The jihadist infiltrators briefly occupied three areas near the city, which is the capital of mainly Sunni Arab Anbar province, long a bastion of insurgency, the sources said.
But after several hours of heavy fighting in which there were deaths on both sides, all three areas were retaken.
“The security forces and the tribes retook control of the Al-Tash, Majr and Kilometer Seven districts,” provincial police chief Major General Hadi Razij Kassar told reporters.
“All the Daesh members were killed,” he added, using an Arabic acronym for Daesh.
The operation was likely to have been an attempt to divert the security forces from an offensive they launched last week against the jihadists’ last two footholds in Iraq, one of them a series of towns further up the Euphrates Valley from Ramadi.
A general who asked not to be identified told AFP government forces had killed 20 jihadists.
A military source in Ramadi hospital said two security personnel were killed and 18 civilians wounded.
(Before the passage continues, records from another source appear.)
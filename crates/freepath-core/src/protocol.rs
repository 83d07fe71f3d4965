//! Stateful session engine.
//!
//! [`StatefulProtocol`] owns the peer → session table and the table of
//! initiator handshakes awaiting a response. It drives the handshake over
//! a [`LinkAdapter`], allocates outbound sequence numbers, authenticates
//! inbound frames and hands decrypted DATA/ACK frames to the application.
//!
//! Inbound session frames go through three steps: a short check of the
//! seq under the table lock, AEAD verification with no lock held, then a
//! re-check and acceptance under the lock. A frame that loses a race
//! against another frame for the same peer, or against a session change,
//! is dropped at the re-check.

use std::sync::atomic::{AtomicBool, Ordering};
use std::sync::{Arc, Weak};
use std::time::Duration;

use async_trait::async_trait;
use dashmap::DashMap;
use dashmap::mapref::entry::Entry;
use freepath_crypto::aead::AeadKey;
use tokio::sync::Mutex;
use tokio::task::JoinHandle;
use tokio::time::Instant;

use crate::config::ProtocolConfig;
use crate::error::{ConfigError, HandshakeError, ProtocolError};
use crate::frame::{Frame, FrameType};
use crate::frame_crypto;
use crate::handshake::{HandshakeHandler, InitiatorContext, SCHEMA};
use crate::identity::{ContactLookup, LocalIdentity, NodeId};
use crate::link::{FrameHandler, LinkAdapter, LinkEvents};
use crate::session::SessionState;

struct PendingInitiator {
    peer: NodeId,
    ctx: Arc<InitiatorContext>,
    created_at: Instant,
}

enum Allocation {
    Ready { header: Frame, key: AeadKey },
    RolledOver(SessionState),
    Missing,
}

struct ProtocolInner {
    identity: Arc<LocalIdentity>,
    handshake: HandshakeHandler,
    link: Arc<dyn LinkAdapter>,
    app: Arc<dyn FrameHandler>,
    config: ProtocolConfig,
    /// Established sessions (peer -> state)
    sessions: DashMap<NodeId, SessionState>,
    /// Initiator handshakes awaiting frame 1 (stream id -> context)
    pending: DashMap<String, PendingInitiator>,
    running: AtomicBool,
    sweeper: Mutex<Option<JoinHandle<()>>>,
}

/// Session-oriented secure transport over a [`LinkAdapter`].
///
/// Cheap to clone; clones share the same tables.
#[derive(Clone)]
pub struct StatefulProtocol {
    inner: Arc<ProtocolInner>,
}

impl std::fmt::Debug for StatefulProtocol {
    fn fmt(&self, f: &mut std::fmt::Formatter<'_>) -> std::fmt::Result {
        f.debug_struct("StatefulProtocol")
            .field("node_id", &self.local_node_id())
            .field("sessions", &self.inner.sessions.len())
            .field("pending", &self.inner.pending.len())
            .field("running", &self.is_running())
            .finish()
    }
}
//! Wire envelope: the fixed 10-byte header that delimits messages on a
//! byte-stream link.
//!
//! ```text
//! ┌──────────┬─────────┬──────┬────────────┬─────────────┐
//! │ "FREE"   │ version │ type │ length(BE) │ payload ... │
//! │ 4 bytes  │ 1 byte  │ 1    │ 4 bytes    │ length      │
//! └──────────┴─────────┴──────┴────────────┴─────────────┘
//! ```

use crate::binary::{Reader, put_u32};
use crate::error::CodecError;
use crate::frame::FrameType;

/// "FREE" in ASCII
pub const MAGIC: [u8; 4] = *b"FREE";

/// Supported wire version
pub const WIRE_VERSION: u8 = 1;

/// Header size: magic(4) + version(1) + type(1) + length(4)
pub const HEADER_SIZE: usize = 10;

/// Maximum payload length (16 MiB). Larger lengths close the connection.
pub const MAX_PAYLOAD_SIZE: usize = 16 * 1024 * 1024;

/// Decoded wire envelope header.
#[derive(Debug, Clone, Copy, PartialEq, Eq)]
pub struct WireHeader {
    /// Version byte as received
    pub version: u8,
    /// Type code as received
    pub type_code: u8,
    /// Payload length in bytes
    pub length: usize,
}

impl WireHeader {
    /// Fail unless the version is [`WIRE_VERSION`].
    ///
    /// # Errors
    ///
    /// Returns [`CodecError::UnsupportedVersion`] otherwise.
    pub fn check_version(&self) -> Result<(), CodecError> {
        if self.version == WIRE_VERSION {
            Ok(())
        } else {
            Err(CodecError::UnsupportedVersion(self.version))
        }
    }

    /// Parsed frame type for the type code.
    ///
    /// # Errors
    ///
    /// Returns [`CodecError::UnknownTypeCode`] for codes outside 0..=3.
    pub fn frame_type(&self) -> Result<FrameType, CodecError> {
        FrameType::try_from(self.type_code)
    }
}

/// Prefix `payload` with a wire envelope header.
///
/// # Errors
///
/// Returns [`CodecError::PayloadTooLarge`] for payloads over
/// [`MAX_PAYLOAD_SIZE`] and [`CodecError::UnencodableType`] for
/// [`FrameType::Unknown`].
pub fn encode(frame_type: FrameType, payload: &[u8]) -> Result<Vec<u8>, CodecError> {
    if payload.len() > MAX_PAYLOAD_SIZE {
        return Err(CodecError::PayloadTooLarge {
            len: payload.len(),
            max: MAX_PAYLOAD_SIZE,
        });
    }
    let type_code = frame_type.wire_code()?;

    let mut buf = Vec::with_capacity(HEADER_SIZE + payload.len());
    buf.extend_from_slice(&MAGIC);
    buf.push(WIRE_VERSION);
    buf.push(type_code);
    // Bounded by MAX_PAYLOAD_SIZE above
    put_u32(&mut buf, payload.len() as u32);
    buf.extend_from_slice(payload);
    Ok(buf)
}

/// Decode and validate a wire envelope header from the start of `buf`.
///
/// The version byte is returned, not checked; see [`WireHeader::check_version`].
///
/// # Errors
///
/// Returns [`CodecError::Truncated`], [`CodecError::BadMagic`] or
/// [`CodecError::PayloadTooLarge`].
pub fn decode_header(buf: &[u8]) -> Result<WireHeader, CodecError> {
    let mut reader = Reader::new(buf);
    let magic: [u8; 4] = reader.array().map_err(|_| CodecError::Truncated {
        expected: HEADER_SIZE,
        actual: buf.len(),
    })?;
    if reader.remaining() < HEADER_SIZE - MAGIC.len() {
        return Err(CodecError::Truncated {
            expected: HEADER_SIZE,
            actual: buf.len(),
        });
    }
    if magic != MAGIC {
        return Err(CodecError::BadMagic);
    }

    let version = reader.u8()?;
    let type_code = reader.u8()?;
    let length = reader.u32()? as usize;
    if length > MAX_PAYLOAD_SIZE {
        return Err(CodecError::PayloadTooLarge {
            len: length,
            max: MAX_PAYLOAD_SIZE,
        });
    }

    Ok(WireHeader {
        version,
        type_code,
        length,
    })
}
“A curfew has been imposed on the city of Ramadi and its surroundings to prevent any security breaches,” the general said.
Troops and paramilitaries retook full control of Ramadi from Daesh in February 2016 but are still battling to clear the jihadists from elsewhere in Anbar province.
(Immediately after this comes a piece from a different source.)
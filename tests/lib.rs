//! Shared fixtures for Freepath integration tests.

pub mod fixtures;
Last week saw the launch of twin offensives against the jihadists in the Euphrates Valley near the Syrian border and around the northern town of Hawija.
Daesh is now under attack in all of its remaining bastions in both the Iraqi and the Syrian arms of the so-called caliphate it declared in 2014.
Since the jihadists’ defeat in Iraq’s second city Mosul in July after a nine-month offensive, the territory they still hold has dwindled fast, with stronghold after stronghold coming under assault on both sides of the border.
Their onetime Syrian bastion Raqqa, long a byword for gruesome atrocities, including public executions, is now on the verge of falling to US-backed fighters.
Daesh is also under attack by Russian-backed Syrian government forces around the eastern city of Deir Ezzor and in the central provinces of Hama and Homs.
In Iraq, troops and paramilitaries have retaken the town of Sharqat in their drive on Hawija.
They have also recaptured a string of villages around the town of Anna in their push up the Euphrates Valley toward the Syrian border.